> **WHAT YOU NEED TO DO**:
The response must be made up of the lines in the entries below that contain "Change".

Collected data
============================================================
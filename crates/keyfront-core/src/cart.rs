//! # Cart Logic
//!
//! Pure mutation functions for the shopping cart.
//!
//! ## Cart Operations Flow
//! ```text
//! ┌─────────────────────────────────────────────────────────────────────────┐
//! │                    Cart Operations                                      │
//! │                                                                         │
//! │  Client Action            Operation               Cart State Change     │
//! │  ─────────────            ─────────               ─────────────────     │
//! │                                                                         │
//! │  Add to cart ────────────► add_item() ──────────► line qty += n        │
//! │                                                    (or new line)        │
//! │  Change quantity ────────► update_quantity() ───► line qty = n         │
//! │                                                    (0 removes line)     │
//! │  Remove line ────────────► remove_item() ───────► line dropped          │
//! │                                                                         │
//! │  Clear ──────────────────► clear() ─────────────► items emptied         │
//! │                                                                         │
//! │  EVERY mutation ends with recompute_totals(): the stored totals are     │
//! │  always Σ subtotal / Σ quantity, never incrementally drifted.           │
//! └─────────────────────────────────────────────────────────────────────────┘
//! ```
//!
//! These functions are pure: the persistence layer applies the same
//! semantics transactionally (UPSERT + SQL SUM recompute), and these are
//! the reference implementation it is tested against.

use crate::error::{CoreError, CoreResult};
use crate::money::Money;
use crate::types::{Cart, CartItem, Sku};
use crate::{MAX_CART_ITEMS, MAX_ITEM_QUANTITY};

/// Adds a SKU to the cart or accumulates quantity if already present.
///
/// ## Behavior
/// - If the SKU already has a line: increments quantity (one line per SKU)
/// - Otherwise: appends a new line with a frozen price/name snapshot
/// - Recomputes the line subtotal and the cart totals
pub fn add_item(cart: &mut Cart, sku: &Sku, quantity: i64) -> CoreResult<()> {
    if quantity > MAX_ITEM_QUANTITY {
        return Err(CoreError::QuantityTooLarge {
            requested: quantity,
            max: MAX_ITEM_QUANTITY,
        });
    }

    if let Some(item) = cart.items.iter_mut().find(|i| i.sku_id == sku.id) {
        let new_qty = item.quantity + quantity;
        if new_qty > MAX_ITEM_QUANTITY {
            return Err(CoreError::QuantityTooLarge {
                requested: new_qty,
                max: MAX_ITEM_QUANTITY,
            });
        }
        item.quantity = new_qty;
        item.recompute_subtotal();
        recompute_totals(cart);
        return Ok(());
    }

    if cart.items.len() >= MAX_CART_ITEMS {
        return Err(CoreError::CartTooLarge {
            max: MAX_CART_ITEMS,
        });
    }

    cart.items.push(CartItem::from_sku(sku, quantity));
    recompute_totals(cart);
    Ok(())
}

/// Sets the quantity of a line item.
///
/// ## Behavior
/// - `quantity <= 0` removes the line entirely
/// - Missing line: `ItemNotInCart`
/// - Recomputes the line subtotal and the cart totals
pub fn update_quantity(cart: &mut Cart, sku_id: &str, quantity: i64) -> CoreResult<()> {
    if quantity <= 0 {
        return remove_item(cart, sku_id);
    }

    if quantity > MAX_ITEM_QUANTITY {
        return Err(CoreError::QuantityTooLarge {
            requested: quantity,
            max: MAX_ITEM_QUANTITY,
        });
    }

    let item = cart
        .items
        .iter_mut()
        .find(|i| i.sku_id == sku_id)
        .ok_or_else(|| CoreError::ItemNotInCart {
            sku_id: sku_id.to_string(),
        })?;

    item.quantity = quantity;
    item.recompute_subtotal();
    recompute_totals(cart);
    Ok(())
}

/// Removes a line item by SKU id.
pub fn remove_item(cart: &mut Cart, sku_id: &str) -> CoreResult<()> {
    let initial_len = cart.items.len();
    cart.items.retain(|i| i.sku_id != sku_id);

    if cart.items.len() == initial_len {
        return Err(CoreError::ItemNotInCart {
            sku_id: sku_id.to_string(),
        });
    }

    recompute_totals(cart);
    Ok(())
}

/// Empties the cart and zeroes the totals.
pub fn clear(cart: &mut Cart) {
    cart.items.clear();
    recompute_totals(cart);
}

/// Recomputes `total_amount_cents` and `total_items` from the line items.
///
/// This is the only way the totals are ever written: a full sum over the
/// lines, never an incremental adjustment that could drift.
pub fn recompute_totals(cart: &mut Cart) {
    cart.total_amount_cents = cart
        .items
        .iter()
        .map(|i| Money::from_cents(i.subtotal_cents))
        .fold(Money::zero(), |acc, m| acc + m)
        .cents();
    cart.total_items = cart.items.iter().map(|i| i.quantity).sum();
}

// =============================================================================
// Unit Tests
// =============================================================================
============================================================
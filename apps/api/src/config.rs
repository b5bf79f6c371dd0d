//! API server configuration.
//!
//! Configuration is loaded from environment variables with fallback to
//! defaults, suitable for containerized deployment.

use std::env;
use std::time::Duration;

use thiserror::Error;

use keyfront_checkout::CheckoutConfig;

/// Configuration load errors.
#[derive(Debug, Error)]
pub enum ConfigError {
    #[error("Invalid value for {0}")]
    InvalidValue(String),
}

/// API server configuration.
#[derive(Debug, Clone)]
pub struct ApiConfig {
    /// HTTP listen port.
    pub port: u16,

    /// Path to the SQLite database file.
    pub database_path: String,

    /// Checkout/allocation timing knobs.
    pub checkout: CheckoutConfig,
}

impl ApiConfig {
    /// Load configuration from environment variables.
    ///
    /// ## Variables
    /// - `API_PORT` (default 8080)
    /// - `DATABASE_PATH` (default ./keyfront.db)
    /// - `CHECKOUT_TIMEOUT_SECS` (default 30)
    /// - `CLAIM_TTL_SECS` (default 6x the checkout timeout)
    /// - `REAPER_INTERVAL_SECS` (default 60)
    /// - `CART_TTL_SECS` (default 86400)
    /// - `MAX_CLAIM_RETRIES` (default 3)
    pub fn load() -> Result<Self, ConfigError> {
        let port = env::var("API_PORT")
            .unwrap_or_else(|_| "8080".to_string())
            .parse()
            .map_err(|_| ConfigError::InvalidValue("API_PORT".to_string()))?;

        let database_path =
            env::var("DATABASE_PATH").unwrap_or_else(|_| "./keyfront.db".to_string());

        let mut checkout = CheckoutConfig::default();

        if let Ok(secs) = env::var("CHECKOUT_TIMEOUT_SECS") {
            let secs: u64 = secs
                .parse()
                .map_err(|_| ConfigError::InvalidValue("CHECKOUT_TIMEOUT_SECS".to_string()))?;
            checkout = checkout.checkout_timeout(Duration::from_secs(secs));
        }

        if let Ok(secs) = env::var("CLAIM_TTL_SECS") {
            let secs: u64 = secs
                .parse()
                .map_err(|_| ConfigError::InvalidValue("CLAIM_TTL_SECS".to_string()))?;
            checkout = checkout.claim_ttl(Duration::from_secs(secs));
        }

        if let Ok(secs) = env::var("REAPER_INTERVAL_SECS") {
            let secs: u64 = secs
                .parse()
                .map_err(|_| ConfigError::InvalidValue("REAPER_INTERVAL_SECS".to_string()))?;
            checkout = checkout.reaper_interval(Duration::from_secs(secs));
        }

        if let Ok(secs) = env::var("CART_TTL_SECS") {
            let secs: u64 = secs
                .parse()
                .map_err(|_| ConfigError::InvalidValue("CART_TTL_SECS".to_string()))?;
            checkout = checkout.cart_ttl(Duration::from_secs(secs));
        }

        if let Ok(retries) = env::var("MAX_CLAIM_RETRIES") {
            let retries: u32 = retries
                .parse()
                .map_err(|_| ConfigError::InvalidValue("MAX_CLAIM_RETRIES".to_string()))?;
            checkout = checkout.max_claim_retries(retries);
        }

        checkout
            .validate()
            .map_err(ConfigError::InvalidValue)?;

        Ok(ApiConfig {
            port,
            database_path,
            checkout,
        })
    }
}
============================================================
> **SOLUTION TO THIS PROBLEM**:
//! │  Client Action            Operation               Cart State Change     │
//! │  Change quantity ────────► update_quantity() ───► line qty = n         │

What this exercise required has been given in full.